Fartura do Piauí - PI

Juiz federal recebe denúncia contra ex-prefeito Miguel Antônio

A decisão do juiz federal Pablo Baldivieso, da Vara Única de São Raimundo Nonato, é de 1 de junho deste ano.

Brunno Suênio
Teresina
- atualizado

O juiz federal Pablo Baldivieso, da Vara Única de São Raimundo Nonato, recebeu denúncia contra o ex-prefeito de Fartura do Piauí, Miguel Antônio Braga Neto, e a ex-secretária de Saúde, Maria Gorete Miguelino da Silva Almeida, por dispensar ou inexigir licitação fora das hipóteses previstas em lei.

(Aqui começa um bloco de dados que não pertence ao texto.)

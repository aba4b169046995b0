pub mod fields;
pub mod network;
pub mod orchestrator;
pub mod stage;
pub mod stations;

pub use fields::{apply_patches, extract_text_fields, FieldPatch, TextField};
pub use network::{merge_network, register_characters, MergeSummary};
pub use orchestrator::{Pipeline, PipelineReport, RunOptions};
pub use stage::{
    ComplianceReport, RagInfo, ResolvedOptions, Stage, StageInput, StageMetadata, StageOptions,
    StageOutput, StageRunner, StageStatus, UncertaintyReport,
};
pub use stations::{build_stage, stage_registry, PromptStage, StageDeps, StageFactory, StageKind};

A decisão é de 1 de junho deste ano.

Segundo o Ministério Público Federal, durante o ano de 2011, os denunciados, o primeiro, na qualidade de Prefeito do Município de Fartura do Piauí/PI (2009 a 2012) e a segunda na qualidade de Secretária de Saúde (2009-2013), realizaram sucessivas contratações diretas de fornecedores sem prévia licitação e sem procedimento regular de dispensa/inexigibilidade, contratações essas que tiveram seus pagamentos custeados com verbas do SUS.

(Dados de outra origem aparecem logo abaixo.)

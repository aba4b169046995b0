//! CLI command handlers.

pub mod analyze;
pub mod config;
pub mod diagnose;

As contratações diretas, realizadas sem a realização de licitação e sem processo de dispensa ou inexigibilidade de licitação, foram estas: a) aquisição de serviços de consultas e exames médicos com as empresas Inst. de Med. Especializado Piauí Ltda (R$ 214.324,00), Diagnóstico Médico por Imagem (R$ 149.100,00), Clínica Nossa Senhora de Lourdes (R$ 85.638,00) e Endoclínica Simplício José Alves Ltda (R$ 85.638,00); b) aquisição de 13.798,45 litros de gasolina e 16.661,76 litros de óleo diesel no valor de R$ 72.776,50; c) aquisição de medicamentos e material hospitalar no montante de R$ 178.905,52; e d) realização de construção/reformas em postos de saúde com as empresas Construtora Cristal Ltda e Hilário Nunes dos Santos, no montante de R$ 86.610,90.

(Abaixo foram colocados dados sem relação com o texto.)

//! Sequential pipeline over the registered stations.

use std::collections::{BTreeMap, BTreeSet};
use std::sync::Arc;
use std::time::Duration;

use chrono::{DateTime, Utc};
use serde::Serialize;
use serde_json::Value;
use serde_with::skip_serializing_none;
use tokio::sync::Mutex;
use tokio::time::Instant;
use tracing::{info, warn};

use super::stage::{Stage, StageInput, StageOptions, StageOutput, StageRunner};
use super::stations::{stage_registry, StageDeps, StageKind};
use crate::client::{CancelToken, ModelClient};
use crate::config::{ComplianceMode, StationsConfig, UncertaintyMode};
use crate::models::{NarrativeGraph, SharedGraph};
use crate::services::compliance::{ComplianceChecker, ModelComplianceChecker, RuleBasedComplianceChecker};
use crate::services::uncertainty::{
    HeuristicUncertaintyEstimator, SamplingUncertaintyEstimator, UncertaintyEstimator,
};
use crate::services::{DiagnosticsEngine, DiagnosticsReport};

/// Which stations to run and how.
#[derive(Debug, Clone)]
pub struct RunOptions {
    pub start_at: u8,
    pub end_at: u8,
    pub skip: BTreeSet<u8>,
    pub stage_options: StageOptions,
    pub chunks: Vec<String>,
}

impl Default for RunOptions {
    fn default() -> Self {
        Self {
            start_at: 1,
            end_at: 7,
            skip: BTreeSet::new(),
            stage_options: StageOptions::default(),
            chunks: Vec::new(),
        }
    }
}

impl RunOptions {
    pub fn includes(&self, number: u8) -> bool {
        number >= self.start_at && number <= self.end_at && !self.skip.contains(&number)
    }
}

#[skip_serializing_none]
#[derive(Debug, Clone, Serialize)]
#[serde(rename_all = "camelCase")]
pub struct PipelineReport {
    pub success: bool,
    pub stages: Vec<StageOutput>,
    pub diagnostics: Option<DiagnosticsReport>,
    pub stages_completed: usize,
    pub stages_failed: usize,
    /// `scoreMatrix.overall` from the final station, when it ran.
    pub overall_score: Option<f64>,
    pub started_at: DateTime<Utc>,
    pub finished_at: DateTime<Utc>,
    pub total_execution_ms: u64,
}

impl PipelineReport {
    pub fn stage(&self, number: u8) -> Option<&StageOutput> {
        self.stages.iter().find(|s| s.metadata.stage_number == number)
    }
}

pub struct Pipeline {
    runner: StageRunner,
    stages: Vec<Arc<dyn Stage>>,
    graph: SharedGraph,
    diagnostics: DiagnosticsEngine,
    stage_timeout: Option<Duration>,
    /// Held for a whole run; runs on one pipeline never share the graph.
    run_lock: Mutex<()>,
}

impl Pipeline {
    pub fn new(
        runner: StageRunner,
        stages: Vec<Arc<dyn Stage>>,
        graph: SharedGraph,
        diagnostics: DiagnosticsEngine,
    ) -> Self {
        Self {
            runner,
            stages,
            graph,
            diagnostics,
            stage_timeout: None,
            run_lock: Mutex::new(()),
        }
    }

    /// The full seven-station pipeline, wired from configuration.
    pub fn from_config(client: Arc<ModelClient>, config: &StationsConfig) -> Self {
        let checker: Arc<dyn ComplianceChecker> = match config.pipeline.compliance {
            ComplianceMode::Rules => Arc::new(RuleBasedComplianceChecker::new()),
            ComplianceMode::Model => Arc::new(ModelComplianceChecker::new(client.clone())),
        };
        let estimator: Arc<dyn UncertaintyEstimator> = match config.pipeline.uncertainty {
            UncertaintyMode::Heuristic => Arc::new(HeuristicUncertaintyEstimator::new()),
            UncertaintyMode::Sampling => Arc::new(SamplingUncertaintyEstimator::new(
                client.clone(),
                config.pipeline.uncertainty_samples,
            )),
        };

        let graph = SharedGraph::default();
        let diagnostics = DiagnosticsEngine::new(config.diagnostics.clone());
        let deps = StageDeps {
            client,
            graph: graph.clone(),
            diagnostics: diagnostics.clone(),
            max_prompt_chars: config.pipeline.max_prompt_chars,
        };
        let stages = stage_registry()
            .iter()
            .map(|(_, factory)| factory(deps.clone()))
            .collect();

        Self::new(StageRunner::new(checker, estimator), stages, graph, diagnostics)
            .with_stage_timeout(config.pipeline.stage_timeout())
    }

    pub fn with_stage_timeout(mut self, timeout: Option<Duration>) -> Self {
        self.stage_timeout = timeout;
        self
    }

    pub fn graph(&self) -> &SharedGraph {
        &self.graph
    }

    /// Run the selected stations in order. Failed stations never stop the run.
    ///
    /// Every run starts from an empty graph; [`graph`](Self::graph) holds the
    /// last run's graph until the next run begins.
    pub async fn run(&self, text: &str, options: &RunOptions) -> PipelineReport {
        let _run = self.run_lock.lock().await;
        *self.graph.write().await = NarrativeGraph::new();

        let started = Instant::now();
        let started_at = Utc::now();
        let final_station = StageKind::Finalization.number();
        info!(
            text_len = text.len(),
            start_at = options.start_at,
            end_at = options.end_at,
            "Pipeline started"
        );

        let mut previous: BTreeMap<u8, Value> = BTreeMap::new();
        let mut outputs = Vec::new();
        let mut diagnostics = None;

        for stage in self.stages.iter().filter(|s| options.includes(s.number())) {
            if stage.number() == final_station && diagnostics.is_none() {
                diagnostics = Some(self.diagnose().await);
            }

            let input = StageInput::new(text)
                .with_options(options.stage_options.clone())
                .with_previous(previous.clone())
                .with_chunks(options.chunks.clone());
            let output = self.run_stage(stage.as_ref(), input).await;
            if let Some(result) = &output.result {
                previous.insert(stage.number(), result.clone());
            }
            outputs.push(output);
        }

        let diagnostics = match diagnostics {
            Some(report) => report,
            None => self.diagnose().await,
        };
        let completed = outputs.iter().filter(|o| o.succeeded()).count();
        let failed = outputs.len() - completed;
        let overall_score = previous
            .get(&final_station)
            .and_then(|r| r.pointer("/scoreMatrix/overall"))
            .and_then(Value::as_f64);

        let report = PipelineReport {
            success: failed == 0,
            stages: outputs,
            diagnostics: Some(diagnostics),
            stages_completed: completed,
            stages_failed: failed,
            overall_score,
            started_at,
            finished_at: Utc::now(),
            total_execution_ms: started.elapsed().as_millis() as u64,
        };
        info!(
            completed = report.stages_completed,
            failed = report.stages_failed,
            elapsed_ms = report.total_execution_ms,
            "Pipeline finished"
        );
        report
    }

    async fn run_stage(&self, stage: &dyn Stage, input: StageInput) -> StageOutput {
        let Some(limit) = self.stage_timeout else {
            return self.runner.run(stage, input).await;
        };

        let cancel = CancelToken::new();
        let input = input.with_cancel(cancel.clone());
        let started = (Instant::now(), Utc::now());
        match tokio::time::timeout(limit, self.runner.run(stage, input.clone())).await {
            Ok(output) => output,
            Err(_) => {
                cancel.cancel();
                warn!(stage = stage.name(), ?limit, "Stage deadline exceeded");
                StageRunner::failed_output(
                    stage,
                    &input,
                    started,
                    format!("stage deadline of {}s exceeded", limit.as_secs_f64()),
                )
            }
        }
    }

    async fn diagnose(&self) -> DiagnosticsReport {
        let snapshot = self.graph.snapshot().await;
        let report = self.diagnostics.run_all_diagnostics(&snapshot);
        info!(
            score = report.overall_health_score,
            level = report.criticality_level.as_str(),
            "Graph diagnostics complete"
        );
        report
    }
}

Segundo o juiz, pode ser detectado um mínimo de prova da materialidade e indícios suficientes de autoria nos documentos contidos nos apensos, sobretudo, diante do Relatório de Auditoria confeccionado pelo Departamento de Auditoria do SUS, no qual se constatou que, no exercício de 2011, os acusados utilizaram recursos do SUS para pagamento de fornecedores que não foram contratados mediante prévia licitação ou mediante regular processo de dispensa/inexigibilidade.